Exercise goal => If a line in the records below contains "GraphicalReportHandler", copy that line.

Dataset entries
+ + +
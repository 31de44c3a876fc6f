// SPDX-FileCopyrightText: 2026 ICT Eerbeek Contributors
// SPDX-License-Identifier: MIT OR Apache-2.0

//! Figment-to-miette error bridge with "did you mean" suggestions.

#![allow(unused_assignments)] // miette's Diagnostic derive generates code triggering this lint

use miette::{Diagnostic, NamedSource, SourceSpan};
use thiserror::Error;

/// Minimum Jaro-Winkler similarity for a key to be suggested.
const SUGGESTION_THRESHOLD: f64 = 0.75;

/// A configuration error with rich diagnostic information.
#[derive(Debug, Error, Diagnostic)]
pub enum ConfigError {
    /// An unknown key was found in the configuration.
    #[error("unknown configuration key `{key}`")]
    #[diagnostic(
        code(eerbeek::config::unknown_key),
        help("{}", format_unknown_key_help(suggestion.as_deref(), valid_keys))
    )]
    UnknownKey {
        key: String,
        suggestion: Option<String>,
        valid_keys: String,
        #[label("this key is not recognized")]
        span: Option<SourceSpan>,
        #[source_code]
        src: Option<NamedSource<String>>,
    },

    /// A configuration value has the wrong type.
    #[error("invalid type for key `{key}`: {detail}")]
    #[diagnostic(code(eerbeek::config::invalid_type), help("expected {expected}"))]
    InvalidType {
        key: String,
        detail: String,
        expected: String,
    },

    /// A required configuration key is missing.
    #[error("missing required key `{key}`")]
    #[diagnostic(
        code(eerbeek::config::missing_key),
        help("add `{key} = <value>` to your eerbeek.toml")
    )]
    MissingKey { key: String },

    /// A semantic check on a config value failed.
    #[error("validation error: {message}")]
    #[diagnostic(code(eerbeek::config::validation))]
    Validation { message: String },

    /// Catch-all for other configuration errors.
    #[error("configuration error: {0}")]
    #[diagnostic(code(eerbeek::config::other))]
    Other(String),
}

fn format_unknown_key_help(suggestion: Option<&str>, valid_keys: &str) -> String {
    match suggestion {
        Some(s) => format!("did you mean `{s}`? Valid keys: {valid_keys}"),
        None => format!("valid keys: {valid_keys}"),
    }
}

/// Convert a `figment::Error` (which may hold several errors) into diagnostics.
pub fn figment_to_config_errors(
    err: figment::Error,
    toml_sources: &[(String, String)],
) -> Vec<ConfigError> {
    use figment::error::Kind;

    err.into_iter()
        .map(|error| match &error.kind {
            Kind::UnknownField(field, expected) => {
                let (span, src) = find_source_span(&error, field, toml_sources);
                ConfigError::UnknownKey {
                    key: field.clone(),
                    suggestion: suggest_key(field, expected),
                    valid_keys: expected.join(", "),
                    span,
                    src,
                }
            }
            Kind::MissingField(field) => ConfigError::MissingKey {
                key: field.clone().into_owned(),
            },
            Kind::InvalidType(actual, expected) => ConfigError::InvalidType {
                key: error.path.join("."),
                detail: format!("found {actual}, expected {expected}"),
                expected: expected.to_string(),
            },
            _ => ConfigError::Other(error.to_string()),
        })
        .collect()
}

/// Locate the offending key in whichever TOML file the error came from.
fn find_source_span(
    error: &figment::error::Error,
    field: &str,
    toml_sources: &[(String, String)],
) -> (Option<SourceSpan>, Option<NamedSource<String>>) {
    let Some(figment::Source::File(path)) = error.metadata.as_ref().and_then(|m| m.source.as_ref())
    else {
        return (None, None);
    };
    let path = path.display().to_string();

    let Some((name, content)) = toml_sources.iter().find(|(p, _)| *p == path) else {
        return (None, None);
    };

    match find_key_offset(content, &error.path, field) {
        Some(offset) => (
            Some(SourceSpan::new(offset.into(), field.len())),
            Some(NamedSource::new(name, content.clone())),
        ),
        None => (None, None),
    }
}

/// Byte offset of `field` inside the TOML table named by `path[0]`
/// (or the whole document for top-level keys).
pub fn find_key_offset(content: &str, path: &[String], field: &str) -> Option<usize> {
    let start = match path.first() {
        Some(section) => {
            let header = format!("[{section}]");
            content.find(&header)? + header.len()
        }
        None => 0,
    };

    let mut offset = start;
    for line in content[start..].split_inclusive('\n') {
        let indent = line.len() - line.trim_start().len();
        if let Some(after) = line.trim_start().strip_prefix(field) {
            if after.starts_with([' ', '\t', '=']) {
                return Some(offset + indent);
            }
        }
        offset += line.len();
    }
    None
}

/// Best Jaro-Winkler match for `unknown` above the suggestion threshold.
pub fn suggest_key(unknown: &str, valid_keys: &[&str]) -> Option<String> {
    valid_keys
        .iter()
        .map(|key| (strsim::jaro_winkler(unknown, key), *key))
        .filter(|(score, _)| *score > SUGGESTION_THRESHOLD)
        .max_by(|a, b| a.0.total_cmp(&b.0))
        .map(|(_, key)| key.to_string())
}

/// Render diagnostics to stderr using miette's graphical handler.
pub fn render_errors(errors: &[ConfigError]) {
    use miette::GraphicalReportHandler;

    let handler = GraphicalReportHandler::new();
    for error in errors {
        let mut buf = String::new();
        let diagnostic: &dyn Diagnostic = error;
        if handler.render_report(&mut buf, diagnostic).is_ok() {
            eprint!("{buf}");
        } else {
            eprintln!("Error: {error}");
        }
    }
}

#[cfg(test)]
mod tests {
    use super::*;

    #[test]
    fn suggests_close_key() {
        let valid = &["database_path", "wal_mode"];
        assert_eq!(
            suggest_key("databse_path", valid),
            Some("database_path".to_string())
        );
    }

    #[test]
    fn no_suggestion_for_distant_typo() {
        let valid = &["host", "port", "static_dir", "max_body_bytes"];
        assert_eq!(suggest_key("zzzzzz", valid), None);
    }

    #[test]
    fn find_key_offset_in_section() {
        let content = "[site]\nname = \"x\"\n\n[server]\n  prot = 80\n";
        let path = vec!["server".to_string()];
        let o = find_key_offset(content, &path, "prot").unwrap();
        assert_eq!(&content[o..o + 4], "prot");
    }

    #[test]
    fn find_key_offset_requires_whole_key() {
        let content = "[server]\nporting = 1\n";
        let path = vec!["server".to_string()];
        assert_eq!(find_key_offset(content, &path, "port"), None);
    }
}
+ + +
Written solution =>
    use miette::GraphicalReportHandler;
    let handler = GraphicalReportHandler::new();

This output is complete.